Organisers: Qin Yang, Matthew E. Taylor, Tianpei Yang, Rui Liu

With the tremendous growth of AI technology, robotics, IoT, and high-speed wireless sensor networks (like 5G) in recent years, an artificial ecosystem has been formed, termed artificial social systems, that involves AI agents from software entities to hardware devices. How to integrate artificial social systems into human society so that they coexist harmoniously is a critical issue. At this point, rational decision-making and efficient learning from multi-agent systems (MAS) interactions are the preconditions to guarantee multi-agents working safely, balancing the group utilities and system costs in the long term, and satisfying group members’ needs in their cooperation. From the cognitive modeling perspective, it may provide a more realistic basis for understanding cooperative multi-agent interactions by embodying realistic constraints, capabilities, and tendencies of individual agents in their interactions, including physical and social environments.

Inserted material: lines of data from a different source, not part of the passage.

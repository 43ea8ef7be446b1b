//! Shared fixtures: a four-message bundle in English and German and the
//! documents each codec writes for it at 2019-12-31T16:00:00Z.

#![allow(dead_code)]

use arbcodec::{Codec, FixedClock};
use chrono::DateTime;
use indoc::indoc;

pub const NOW: &str = "2019-12-31T16:00:00.000Z";

pub fn clock() -> FixedClock {
    FixedClock::new(DateTime::parse_from_rfc3339("2019-12-31T16:00:00+00:00").unwrap())
}

pub fn codec() -> Codec<FixedClock> {
    Codec::with_clock(clock())
}

pub const SOURCE_ARB: &str = indoc! {r#"
    {
      "@@locale": "en_US",
      "@@last_modified": "2019-12-31T16:00:00.000Z",
      "simple": "Super simple",
      "@simple": {
        "description": "",
        "type": "text",
        "placeholders": {}
      },
      "param": "Walk {distance}",
      "@param": {
        "description": "Walking instruction",
        "type": "text",
        "placeholders": {
          "distance": {
            "example": "500 m"
          }
        }
      },
      "long": "Very long string that exceeds the max char limit of 80 characters easily and thus forces a line break in the resulting PO file",
      "@long": {
        "description": "We need to test long comments as well, so this is me wasting time by writing something meaningful. Did you really read this to the end?",
        "type": "text",
        "placeholders": {}
      },
      "longlonglonglonglonglonglonglonglonglonglonglonglonglonglonglonglonglonglonglongkey": "But a short string :D",
      "@longlonglonglonglonglonglonglonglonglonglonglonglonglonglonglonglonglonglonglongkey": {
        "description": "Well, also the key might be very long and need to be broken to multiple lines",
        "type": "text",
        "placeholders": {}
      }
    }"#};

pub const TARGET_ARB: &str = indoc! {r#"
    {
      "@@locale": "de_DE",
      "@@last_modified": "2019-12-31T16:00:00.000Z",
      "simple": "Super simpel",
      "@simple": {
        "description": "",
        "type": "text",
        "placeholders": {}
      },
      "param": "Laufe {distance}",
      "@param": {
        "description": "Walking instruction",
        "type": "text",
        "placeholders": {
          "distance": {
            "example": "500 m"
          }
        }
      },
      "long": "Ein sehr langer String der problemlos das maximale Zeichenlimit von 80 Zeichen überschreitet und damit einen Zeilenumbruch in der resultierenden PO-Datei erwingt",
      "@long": {
        "description": "We need to test long comments as well, so this is me wasting time by writing something meaningful. Did you really read this to the end?",
        "type": "text",
        "placeholders": {}
      },
      "longlonglonglonglonglonglonglonglonglonglonglonglonglonglonglonglonglonglonglongkey": "Aber eine kurze Zeichenkette :D",
      "@longlonglonglonglonglonglonglonglonglonglonglonglonglonglonglonglonglonglonglongkey": {
        "description": "Well, also the key might be very long and need to be broken to multiple lines",
        "type": "text",
        "placeholders": {}
      }
    }"#};

pub const PO_EMPTY: &str = concat!(
    "# Translation converted from ARB\n",
    "# original: application resource bundle\n",
    "# srcLang: en-US\n",
    "# trgLang: \n",
    "msgid \"\"\n",
    "msgstr \"\"\n",
    "\"PO-Revision-Date: 2019-12-31 16:00+0000\"\n",
    "\"MIME-Version: 1.0\"\n",
    "\"Content-Type: text/plain; charset=UTF-8\"\n",
    "\"Content-Transfer-Encoding: 8bit\"\n",
);

pub const PO_SOURCE_ONLY: &str = concat!(
    "# Translation converted from ARB\n",
    "# original: some ns\n",
    "# srcLang: en-US\n",
    "# trgLang: \n",
    "msgid \"\"\n",
    "msgstr \"\"\n",
    "\"PO-Revision-Date: 2019-12-31 16:00+0000\"\n",
    "\"MIME-Version: 1.0\"\n",
    "\"Content-Type: text/plain; charset=UTF-8\"\n",
    "\"Content-Transfer-Encoding: 8bit\"\n",
    "\n",
    "msgctxt \"simple\"\n",
    "msgid \"Super simple\"\n",
    "msgstr \"\"\n",
    "\n",
    "#. Walking instruction\n",
    "#. {distance} example: 500 m\n",
    "msgctxt \"param\"\n",
    "msgid \"Walk {distance}\"\n",
    "msgstr \"\"\n",
    "\n",
    "#. We need to test long comments as well, so this is me wasting time by writing \n",
    "#. something meaningful. Did you really read this to the end?\n",
    "msgctxt \"long\"\n",
    "msgid \"\"\n",
    "\"Very long string that exceeds the max char limit of 80 characters easily and t\"\n",
    "\"hus forces a line break in the resulting PO file\"\n",
    "msgstr \"\"\n",
    "\n",
    "#. Well, also the key might be very long and need to be broken to multiple lines\n",
    "msgctxt \"\"\n",
    "\"longlonglonglonglonglonglonglonglonglonglonglonglonglonglonglonglonglonglonglo\"\n",
    "\"ngkey\"\n",
    "msgid \"But a short string :D\"\n",
    "msgstr \"\"\n",
);

pub const PO_WITH_TARGET: &str = concat!(
    "# Translation converted from ARB\n",
    "# original: some ns\n",
    "# srcLang: en-US\n",
    "# trgLang: de-DE\n",
    "msgid \"\"\n",
    "msgstr \"\"\n",
    "\"PO-Revision-Date: 2019-12-31 16:00+0000\"\n",
    "\"MIME-Version: 1.0\"\n",
    "\"Content-Type: text/plain; charset=UTF-8\"\n",
    "\"Content-Transfer-Encoding: 8bit\"\n",
    "\n",
    "msgctxt \"simple\"\n",
    "msgid \"Super simple\"\n",
    "msgstr \"Super simpel\"\n",
    "\n",
    "#. Walking instruction\n",
    "#. {distance} example: 500 m\n",
    "msgctxt \"param\"\n",
    "msgid \"Walk {distance}\"\n",
    "msgstr \"Laufe {distance}\"\n",
    "\n",
    "#. We need to test long comments as well, so this is me wasting time by writing \n",
    "#. something meaningful. Did you really read this to the end?\n",
    "msgctxt \"long\"\n",
    "msgid \"\"\n",
    "\"Very long string that exceeds the max char limit of 80 characters easily and t\"\n",
    "\"hus forces a line break in the resulting PO file\"\n",
    "msgstr \"\"\n",
    "\"Ein sehr langer String der problemlos das maximale Zeichenlimit von 80 Zeichen\"\n",
    "\" überschreitet und damit einen Zeilenumbruch in der resultierenden PO-Datei er\"\n",
    "\"wingt\"\n",
    "\n",
    "#. Well, also the key might be very long and need to be broken to multiple lines\n",
    "msgctxt \"\"\n",
    "\"longlonglonglonglonglonglonglonglonglonglonglonglonglonglonglonglonglonglonglo\"\n",
    "\"ngkey\"\n",
    "msgid \"But a short string :D\"\n",
    "msgstr \"Aber eine kurze Zeichenkette :D\"\n",
);

pub const XLIFF_1_2_SOURCE_ONLY: &str = indoc! {r#"
    <xliff xmlns:xsi="http://www.w3.org/2001/XMLSchema-instance" xsi:schemaLocation="urn:oasis:names:tc:xliff:document:1.2 http://docs.oasis-open.org/xliff/v1.2/os/xliff-core-1.2-strict.xsd" xmlns="urn:oasis:names:tc:xliff:document:1.2" version="1.2">
      <file original="some ns" datatype="plaintext" xml:space="preserve" source-language="en-US" date="2019-12-31T16:00:00.000Z">
        <body>
          <trans-unit id="simple">
            <source>Super simple</source>
          </trans-unit>
          <trans-unit id="param">
            <source>Walk {distance}</source>
            <note from="developer">Walking instruction</note>
            <context-group purpose="informational">
              <context context-type="paramnotes">{distance} example: 500 m</context>
            </context-group>
          </trans-unit>
          <trans-unit id="long">
            <source>Very long string that exceeds the max char limit of 80 characters easily and thus forces a line break in the resulting PO file</source>
            <note from="developer">We need to test long comments as well, so this is me wasting time by writing something meaningful. Did you really read this to the end?</note>
          </trans-unit>
          <trans-unit id="longlonglonglonglonglonglonglonglonglonglonglonglonglonglonglonglonglonglonglongkey">
            <source>But a short string :D</source>
            <note from="developer">Well, also the key might be very long and need to be broken to multiple lines</note>
          </trans-unit>
        </body>
      </file>
    </xliff>"#};

pub const XLIFF_1_2_WITH_TARGET: &str = indoc! {r#"
    <xliff xmlns:xsi="http://www.w3.org/2001/XMLSchema-instance" xsi:schemaLocation="urn:oasis:names:tc:xliff:document:1.2 http://docs.oasis-open.org/xliff/v1.2/os/xliff-core-1.2-strict.xsd" xmlns="urn:oasis:names:tc:xliff:document:1.2" version="1.2">
      <file original="some ns" datatype="plaintext" xml:space="preserve" source-language="en-US" target-language="de-DE" date="2019-12-31T16:00:00.000Z">
        <body>
          <trans-unit id="simple">
            <source>Super simple</source>
            <target>Super simpel</target>
          </trans-unit>
          <trans-unit id="param">
            <source>Walk {distance}</source>
            <target>Laufe {distance}</target>
            <note from="developer">Walking instruction</note>
            <context-group purpose="informational">
              <context context-type="paramnotes">{distance} example: 500 m</context>
            </context-group>
          </trans-unit>
          <trans-unit id="long">
            <source>Very long string that exceeds the max char limit of 80 characters easily and thus forces a line break in the resulting PO file</source>
            <target>Ein sehr langer String der problemlos das maximale Zeichenlimit von 80 Zeichen überschreitet und damit einen Zeilenumbruch in der resultierenden PO-Datei erwingt</target>
            <note from="developer">We need to test long comments as well, so this is me wasting time by writing something meaningful. Did you really read this to the end?</note>
          </trans-unit>
          <trans-unit id="longlonglonglonglonglonglonglonglonglonglonglonglonglonglonglonglonglonglonglongkey">
            <source>But a short string :D</source>
            <target>Aber eine kurze Zeichenkette :D</target>
            <note from="developer">Well, also the key might be very long and need to be broken to multiple lines</note>
          </trans-unit>
        </body>
      </file>
    </xliff>"#};

pub const XLIFF_2_SOURCE_ONLY: &str = indoc! {r#"
    <xliff xmlns:xsi="http://www.w3.org/2001/XMLSchema-instance" xsi:schemaLocation="urn:oasis:names:tc:xliff:document:2.0 http://docs.oasis-open.org/xliff/xliff-core/v2.1/cos02/schemas/xliff_core_2.0.xsd" xmlns="urn:oasis:names:tc:xliff:document:2.0" version="2.0" srcLang="en-US">
      <file id="arb" original="some ns" xml:space="preserve">
        <unit id="simple">
          <segment>
            <source>Super simple</source>
          </segment>
        </unit>
        <unit id="param">
          <notes>
            <note category="description">Walking instruction</note>
            <note category="placeholder">{distance} example: 500 m</note>
          </notes>
          <segment>
            <source>Walk {distance}</source>
          </segment>
        </unit>
        <unit id="long">
          <notes>
            <note category="description">We need to test long comments as well, so this is me wasting time by writing something meaningful. Did you really read this to the end?</note>
          </notes>
          <segment>
            <source>Very long string that exceeds the max char limit of 80 characters easily and thus forces a line break in the resulting PO file</source>
          </segment>
        </unit>
        <unit id="longlonglonglonglonglonglonglonglonglonglonglonglonglonglonglonglonglonglonglongkey">
          <notes>
            <note category="description">Well, also the key might be very long and need to be broken to multiple lines</note>
          </notes>
          <segment>
            <source>But a short string :D</source>
          </segment>
        </unit>
      </file>
    </xliff>"#};

pub const XLIFF_2_WITH_TARGET: &str = indoc! {r#"
    <xliff xmlns:xsi="http://www.w3.org/2001/XMLSchema-instance" xsi:schemaLocation="urn:oasis:names:tc:xliff:document:2.0 http://docs.oasis-open.org/xliff/xliff-core/v2.1/cos02/schemas/xliff_core_2.0.xsd" xmlns="urn:oasis:names:tc:xliff:document:2.0" version="2.0" srcLang="en-US" trgLang="de-DE">
      <file id="arb" original="some ns" xml:space="preserve">
        <unit id="simple">
          <segment>
            <source>Super simple</source>
            <target>Super simpel</target>
          </segment>
        </unit>
        <unit id="param">
          <notes>
            <note category="description">Walking instruction</note>
            <note category="placeholder">{distance} example: 500 m</note>
          </notes>
          <segment>
            <source>Walk {distance}</source>
            <target>Laufe {distance}</target>
          </segment>
        </unit>
        <unit id="long">
          <notes>
            <note category="description">We need to test long comments as well, so this is me wasting time by writing something meaningful. Did you really read this to the end?</note>
          </notes>
          <segment>
            <source>Very long string that exceeds the max char limit of 80 characters easily and thus forces a line break in the resulting PO file</source>
            <target>Ein sehr langer String der problemlos das maximale Zeichenlimit von 80 Zeichen überschreitet und damit einen Zeilenumbruch in der resultierenden PO-Datei erwingt</target>
          </segment>
        </unit>
        <unit id="longlonglonglonglonglonglonglonglonglonglonglonglonglonglonglonglonglonglonglongkey">
          <notes>
            <note category="description">Well, also the key might be very long and need to be broken to multiple lines</note>
          </notes>
          <segment>
            <source>But a short string :D</source>
            <target>Aber eine kurze Zeichenkette :D</target>
          </segment>
        </unit>
      </file>
    </xliff>"#};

A number of research trends and challenges are informing insights in this field. One important issue is how to model behaviors of cooperative MAS from the individual cognitive model’s aspect, like agent needs and innate value (utility), in their decision-making and learning. The other crucial problem is how to build a robust, stable, and reliable trust network among AI agents, such as trust among robots and between humans and robots, evaluating their performance and status in a common ground when they make collective decisions and learn from interactions in complex and uncertain environments. Furthermore, exploring practical and efficient reinforcement learning (RL) methods, such as deep RL and multi-agent RL, for global and partial cooperation in centralized, decentralized, and distributed ways is still challenging. The complexity of cooperative multi-agent problems will rise rapidly with the number of agents or their behavioral sophistication, especially in determining the action sequence and strategies and learning from the interactions adapting to complex and dynamically changing environments. In the invited speakers section of this workshop, Professor Maria Gini discussed how to coordinate a large number of robots fulfilling a task, Professor Giovanni Beltrame introduced the role of hierarchy in multi-agent decision making, and Professor Christopher Amato clarified fundamental challenges and misunderstandings of multi-agent RL.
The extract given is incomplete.